- Activity
After locating the line with "tr(dF)·I − dFᵀ." in the data that follows, return it and every later line exactly, up to and including the line with "let trace = df.x_axis.x".

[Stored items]
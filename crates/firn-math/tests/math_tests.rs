//! Integration tests for firn-math.

use firn_math::differential::{cofactor_differential, rotation_differential};
use firn_math::{cofactor, ddot, outer_product, polar_decompose, Mat3, Vec3};

fn mat3_close(a: &Mat3, b: &Mat3, tol: f32) -> bool {
    ddot(&(*a - *b), &(*a - *b)).sqrt() < tol
}

fn rotation_z(angle: f32) -> Mat3 {
    let (s, c) = angle.sin_cos();
    Mat3::from_cols(
        Vec3::new(c, s, 0.0),
        Vec3::new(-s, c, 0.0),
        Vec3::Z,
    )
}

// ─── Mat3 Helper Tests ────────────────────────────────────────

#[test]
fn outer_product_basis() {
    let m = outer_product(Vec3::X, Vec3::Y);
    // a·bᵀ with a = e₀, b = e₁ puts a 1 at row 0, column 1.
    assert_eq!(m.y_axis.x, 1.0);
    assert_eq!(ddot(&m, &m), 1.0);
}

#[test]
fn outer_product_general() {
    let a = Vec3::new(1.0, 2.0, 3.0);
    let b = Vec3::new(4.0, 5.0, 6.0);
    let m = outer_product(a, b);
    assert_eq!(m.x_axis, a * 4.0);
    assert_eq!(m.z_axis, a * 6.0);
}

#[test]
fn ddot_identity() {
    assert_eq!(ddot(&Mat3::IDENTITY, &Mat3::IDENTITY), 3.0);
}

#[test]
fn cofactor_of_diagonal() {
    let f = Mat3::from_diagonal(Vec3::new(2.0, 3.0, 4.0));
    let c = cofactor(&f);
    // cof(F) = det(F)·F⁻ᵗ.
    let expected = Mat3::from_diagonal(Vec3::new(12.0, 8.0, 6.0));
    assert!(mat3_close(&c, &expected, 1e-6));
}

#[test]
fn cofactor_of_rotation_is_itself() {
    let r = rotation_z(0.7);
    assert!(mat3_close(&cofactor(&r), &r, 1e-5));
}

// ─── Polar Decomposition Tests ────────────────────────────────

#[test]
fn polar_identity() {
    let pd = polar_decompose(&Mat3::IDENTITY);
    assert!(mat3_close(&pd.rotation, &Mat3::IDENTITY, 1e-5));
    assert!(mat3_close(&pd.stretch, &Mat3::IDENTITY, 1e-5));
}

#[test]
fn polar_pure_rotation() {
    let r = rotation_z(0.3);
    let pd = polar_decompose(&r);
    assert!(mat3_close(&pd.rotation, &r, 1e-4));
    assert!(mat3_close(&pd.stretch, &Mat3::IDENTITY, 1e-4));
}

#[test]
fn polar_pure_stretch() {
    let f = Mat3::from_diagonal(Vec3::new(2.0, 0.5, 1.5));
    let pd = polar_decompose(&f);
    assert!(mat3_close(&pd.rotation, &Mat3::IDENTITY, 1e-4));
    assert!(mat3_close(&pd.stretch, &f, 1e-4));
}

#[test]
fn polar_reconstructs_input() {
    let f = rotation_z(0.9) * Mat3::from_diagonal(Vec3::new(1.2, 0.8, 1.1));
    let pd = polar_decompose(&f);
    assert!(mat3_close(&(pd.rotation * pd.stretch), &f, 1e-3));
    // R orthonormal: RᵗR = I.
    let rtr = pd.rotation.transpose() * pd.rotation;
    assert!(mat3_close(&rtr, &Mat3::IDENTITY, 1e-3));
    // S symmetric.
    assert!(mat3_close(&pd.stretch, &pd.stretch.transpose(), 1e-5));
}

#[test]
fn polar_degenerate_does_not_panic() {
    let pd = polar_decompose(&Mat3::ZERO);
    assert!(!pd.rotation.x_axis.x.is_nan());
    assert!(mat3_close(&pd.rotation, &Mat3::IDENTITY, 1e-6));
}

// ─── Rotation Differential Tests ──────────────────────────────

#[test]
fn rotation_differential_at_identity_is_skew_part() {
    // With R = S = I the differential extracts the skew part of dF.
    let df = Mat3::from_cols(
        Vec3::new(1.0, 2.0, 3.0),
        Vec3::new(4.0, 5.0, 6.0),
        Vec3::new(7.0, 8.0, 9.0),
    );
    let dr = rotation_differential(&Mat3::IDENTITY, &Mat3::IDENTITY, &df);
    let skew = (df - df.transpose()) * 0.5;
    assert!(mat3_close(&dr, &skew, 1e-5));
}

#[test]
fn rotation_differential_of_symmetric_perturbation_is_zero() {
    let df = Mat3::from_cols(
        Vec3::new(1.0, 0.5, 0.2),
        Vec3::new(0.5, 2.0, 0.3),
        Vec3::new(0.2, 0.3, 3.0),
    );
    let dr = rotation_differential(&Mat3::IDENTITY, &Mat3::IDENTITY, &df);
    assert!(mat3_close(&dr, &Mat3::ZERO, 1e-5));
}

#[test]
fn rotation_differential_matches_finite_difference() {
    let f = rotation_z(0.4) * Mat3::from_diagonal(Vec3::new(1.3, 0.9, 1.1));
    let df = Mat3::from_cols(
        Vec3::new(0.2, -0.1, 0.3),
        Vec3::new(0.1, 0.4, -0.2),
        Vec3::new(-0.3, 0.2, 0.1),
    );
    let pd = polar_decompose(&f);
    let dr = rotation_differential(&pd.rotation, &pd.stretch, &df);

    let h = 1e-3;
    let pd_h = polar_decompose(&(f + df * h));
    let fd = (pd_h.rotation - pd.rotation) * (1.0 / h);
    assert!(
        mat3_close(&dr, &fd, 1e-2),
        "analytic {dr:?} vs finite difference {fd:?}"
    );
}

#[test]
fn rotation_differential_singular_system_yields_zero() {
    // S = 0 makes the 3×3 skew system singular; the policy is dR = 0.
    let dr = rotation_differential(&Mat3::IDENTITY, &Mat3::ZERO, &Mat3::IDENTITY);
    assert_eq!(dr, Mat3::ZERO);
}

// ─── Cofactor Differential Tests ──────────────────────────────

#[test]
fn cofactor_differential_at_identity() {
    // d(cof)(I; dF) = tr(dF)·I − dFᵀ.
    let df = Mat3::from_cols(
        Vec3::new(1.0, 2.0, 3.0),
        Vec3::new(4.0, 5.0, 6.0),
        Vec3::new(7.0, 8.0, 9.0),
    );
    let dc = cofactor_differential(&Mat3::IDENTITY, &df);
    let trace = df.x_axis.x + df.y_axis.y + df.z_axis.z;
    let expected = Mat3::IDENTITY * trace - df.transpose();
    assert!(mat3_close(&dc, &expected, 1e-5));
}

#[test]
fn cofactor_differential_is_bilinear() {
    let f = Mat3::from_cols(
        Vec3::new(1.1, 0.2, -0.1),
        Vec3::new(0.3, 0.9, 0.1),
        Vec3::new(-0.2, 0.1, 1.2),
    );
    let df = Mat3::from_cols(
        Vec3::new(0.4, -0.2, 0.1),
        Vec3::new(0.2, 0.3, -0.1),
        Vec3::new(0.1, 0.2, 0.5),
    );
    let dc = cofactor_differential(&f, &df);
    let dc_scaled = cofactor_differential(&f, &(df * 2.0));
    assert!(mat3_close(&dc_scaled, &(dc * 2.0), 1e-4));
}

#[test]
fn cofactor_differential_matches_finite_difference() {
    let f = Mat3::from_cols(
        Vec3::new(1.1, 0.2, -0.1),
        Vec3::new(0.3, 0.9, 0.1),
        Vec3::new(-0.2, 0.1, 1.2),
    );
    let df = Mat3::from_cols(
        Vec3::new(0.4, -0.2, 0.1),
        Vec3::new(0.2, 0.3, -0.1),
        Vec3::new(0.1, 0.2, 0.5),
    );
    let dc = cofactor_differential(&f, &df);

    let h = 1e-3;
    let fd = (cofactor(&(f + df * h)) - cofactor(&f)) * (1.0 / h);
    assert!(mat3_close(&dc, &fd, 1e-2));
}
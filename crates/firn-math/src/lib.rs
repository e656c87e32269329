//! # firn-math
//!
//! Linear algebra primitives for the Firn simulation engine.
//!
//! Provides:
//! - Re-exports of `glam` types (`Vec3`, `Mat3`, etc.)
//! - 3×3 matrix helpers (outer product, double contraction, cofactor)
//! - Polar decomposition (Newton iteration, robust for degenerate input)
//! - Closed-form differentials of the rotation factor and the cofactor,
//!   needed to linearize the snow constitutive model

pub mod differential;
pub mod mat3;
pub mod polar;

pub use mat3::{cofactor, ddot, outer_product};
pub use polar::{polar_decompose, PolarDecomposition};

// Re-export glam types as the canonical math types for Firn.
pub use glam::{Mat3, Quat, Vec3};
//! Integration tests for firn-types.

use firn_types::constants::{
    DEFAULT_IMPLICIT_BLEND, DEFAULT_MAX_ITERATIONS, DEFAULT_RESIDUAL_THRESHOLD, NEIGHBOR_SLOTS,
    NO_NODE, SNOW_POISSONS_RATIO, SNOW_YOUNGS_MODULUS,
};
use firn_types::{FirnError, FirnResult};

// ─── Constants Tests ──────────────────────────────────────────

#[test]
fn neighbor_slots_covers_quadratic_support() {
    // 4×4×4 nodes around a particle for quadratic B-spline weights.
    assert_eq!(NEIGHBOR_SLOTS, 64);
}

#[test]
fn sentinel_is_negative() {
    assert!(NO_NODE < 0);
}

#[test]
fn solver_defaults() {
    assert_eq!(DEFAULT_IMPLICIT_BLEND, 0.5);
    assert_eq!(DEFAULT_MAX_ITERATIONS, 15);
    assert_eq!(DEFAULT_RESIDUAL_THRESHOLD, 1.0e-6);
}

#[test]
fn snow_defaults_physical() {
    assert!(SNOW_YOUNGS_MODULUS > 0.0);
    assert!(SNOW_POISSONS_RATIO > 0.0 && SNOW_POISSONS_RATIO < 0.5);
}

// ─── Error Tests ──────────────────────────────────────────────

#[test]
fn error_messages_name_the_offender() {
    let err = FirnError::NodeIndexOutOfRange {
        particle: 7,
        index: 99,
        node_count: 64,
    };
    let msg = err.to_string();
    assert!(msg.contains('7'));
    assert!(msg.contains("99"));
    assert!(msg.contains("64"));
}

#[test]
fn error_propagates_through_result() {
    fn fails() -> FirnResult<()> {
        Err(FirnError::InvalidGrid("test".into()))
    }
    assert!(fails().is_err());
}
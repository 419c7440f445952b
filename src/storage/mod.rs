pub mod azblob;
pub mod local;
pub mod memory;
pub mod prefix;
pub mod s3;
pub mod webdav;

use crate::config::{StoreConfig, StoreType};
use crate::error::SyncError;
use anyhow::Result;
use async_trait::async_trait;
use bytes::Bytes;
use futures::stream::BoxStream;
use futures::{Stream, TryStreamExt};
use serde::{Deserialize, Serialize};
use std::fmt;
use std::pin::Pin;
use std::sync::Arc;

pub use azblob::AzureBlobStore;
pub use local::LocalStorage;
pub use memory::MemoryStore;
pub use prefix::PrefixStore;

// ============ 公共常量 ============

/// 非 IO 操作超时（秒）- stat, list, create 等
pub const OP_TIMEOUT_SECS: u64 = 60;
/// IO 操作超时（秒）- read, write 等
pub const IO_TIMEOUT_SECS: u64 = 300;

/// 对象内容指纹，由存储后端给出（ETag、MD5 或内容哈希）
///
/// 同步核心只做相等比较，从不解析其内容。
#[derive(Debug, Clone, PartialEq, Eq, Hash, Serialize, Deserialize)]
#[serde(transparent)]
pub struct Fingerprint(String);

impl Fingerprint {
    pub fn new(token: impl Into<String>) -> Self {
        Self(token.into())
    }

    pub fn as_str(&self) -> &str {
        &self.0
    }
}

impl fmt::Display for Fingerprint {
    fn fmt(&self, f: &mut fmt::Formatter<'_>) -> fmt::Result {
        f.write_str(&self.0)
    }
}

/// 远程后端上报哪种令牌作为指纹
#[derive(Debug, Clone, Copy, Default, PartialEq, Eq, Serialize, Deserialize)]
#[serde(rename_all = "kebab-case")]
pub enum FingerprintSource {
    /// 实体标签（默认）
    #[default]
    #[serde(rename = "etag")]
    ETag,
    /// Content-MD5，跨账户复制后仍保持一致
    ContentMd5,
}

/// 容器描述
#[derive(Debug, Clone, PartialEq, Eq)]
pub struct ContainerDescriptor {
    pub name: String,
}

/// 对象描述
#[derive(Debug, Clone, PartialEq, Eq)]
pub struct ObjectDescriptor {
    /// 容器内唯一的对象名（可包含 `/`）
    pub name: String,
    pub fingerprint: Fingerprint,
    /// 仅用于统计传输字节数，不参与变更判断
    pub size: Option<u64>,
}

/// 对象列表中的一项
///
/// 单个对象无法描述（缺少指纹、文件消失、子目录不可读）时返回 `Unreadable`，
/// 列表本身的失败（连接中断、分页失败）才作为流中的 `Err`。
#[derive(Debug, Clone, PartialEq, Eq)]
pub enum ListedObject {
    Found(ObjectDescriptor),
    Unreadable { name: String, reason: String },
}

impl ListedObject {
    pub fn unreadable(name: impl Into<String>, err: &anyhow::Error) -> Self {
        ListedObject::Unreadable {
            name: name.into(),
            reason: format!("{:#}", err),
        }
    }

    pub fn name(&self) -> &str {
        match self {
            ListedObject::Found(d) => &d.name,
            ListedObject::Unreadable { name, .. } => name,
        }
    }
}

/// 确保容器存在的结果
#[derive(Debug, Clone, Copy, PartialEq, Eq)]
pub enum EnsureOutcome {
    Created,
    AlreadyExists,
}

/// 流式读取的数据块序列；丢弃即释放底层连接或文件句柄
pub type ByteStream = Pin<Box<dyn Stream<Item = Result<Bytes>> + Send>>;

/// 对象存储抽象接口，一个实例绑定一个存储账户（或根路径）
#[async_trait]
pub trait ObjectStore: Send + Sync {
    /// 获取存储名称（用于日志）
    fn name(&self) -> &str;

    /// 列出所有容器（惰性、一次性）
    async fn list_containers(&self) -> Result<BoxStream<'_, Result<ContainerDescriptor>>>;

    /// 确保容器存在，已存在时不是错误
    async fn ensure_container(&self, name: &str) -> Result<EnsureOutcome>;

    /// 列出容器内所有对象（递归）
    async fn list_objects(&self, container: &str)
        -> Result<BoxStream<'_, Result<ListedObject>>>;

    /// 获取对象元数据，不存在返回 `None`
    async fn get_object_metadata(
        &self,
        container: &str,
        object: &str,
    ) -> Result<Option<ObjectDescriptor>>;

    /// 打开对象读取流
    async fn open_read(&self, container: &str, object: &str) -> Result<ByteStream>;

    /// 从流写入对象（无条件覆盖），返回写入的字节数
    async fn write_from_stream(
        &self,
        container: &str,
        object: &str,
        stream: ByteStream,
    ) -> Result<u64>;
}

/// 去掉 ETag 两侧的引号，源和目标使用同一规则
pub(crate) fn normalize_etag(etag: &str) -> String {
    etag.trim_matches('"').to_string()
}

/// 根据配置创建存储实例
pub async fn create_store(
    config: &StoreConfig,
    fingerprint: FingerprintSource,
) -> Result<Arc<dyn ObjectStore>, SyncError> {
    let url = config.required_url()?;

    let store: Arc<dyn ObjectStore> = match config.typ {
        StoreType::Azblob => {
            tracing::info!("初始化 Azure Blob 存储: {}", url);
            Arc::new(
                AzureBlobStore::new(url, config.credential.clone(), fingerprint)
                    .map_err(SyncError::configuration)?,
            )
        }
        StoreType::S3 => {
            let region = config.required("region", config.region.as_deref())?;
            let access_key = config.required("accessKey", config.access_key.as_deref())?;
            let secret_key = config.required("secretKey", config.secret_key.as_deref())?;
            tracing::info!("初始化S3存储: bucket={}, region={}", url, region);
            Arc::new(
                PrefixStore::s3(
                    url,
                    region,
                    access_key,
                    secret_key,
                    config.endpoint.clone(),
                    config.root.clone(),
                    fingerprint,
                )
                .map_err(SyncError::configuration)?,
            )
        }
        StoreType::WebDav => {
            let username = config.required("username", config.username.as_deref())?;
            let password = config.required("password", config.password.as_deref())?;
            tracing::info!("创建WebDAV存储: endpoint={}, root={:?}", url, config.root);
            Arc::new(
                PrefixStore::webdav(url, username, password, config.root.clone(), fingerprint)
                    .map_err(SyncError::configuration)?,
            )
        }
        StoreType::Local => {
            tracing::info!("初始化本地存储: {}", url);
            Arc::new(LocalStorage::new(url).map_err(SyncError::configuration)?)
        }
    };

    Ok(store)
}

/// 连通性探测：完整遍历一次容器列表，返回容器数量
pub async fn probe(store: &dyn ObjectStore) -> Result<usize> {
    store
        .list_containers()
        .await?
        .try_fold(0usize, |count, _| async move { Ok(count + 1) })
        .await
}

- Answer section
    // d(cof)(I; dF) = tr(dF)·I − dFᵀ.
    let df = Mat3::from_cols(
        Vec3::new(1.0, 2.0, 3.0),
        Vec3::new(4.0, 5.0, 6.0),
        Vec3::new(7.0, 8.0, 9.0),
    );
    let dc = cofactor_differential(&Mat3::IDENTITY, &df);
    let trace = df.x_axis.x + df.y_axis.y + df.z_axis.z;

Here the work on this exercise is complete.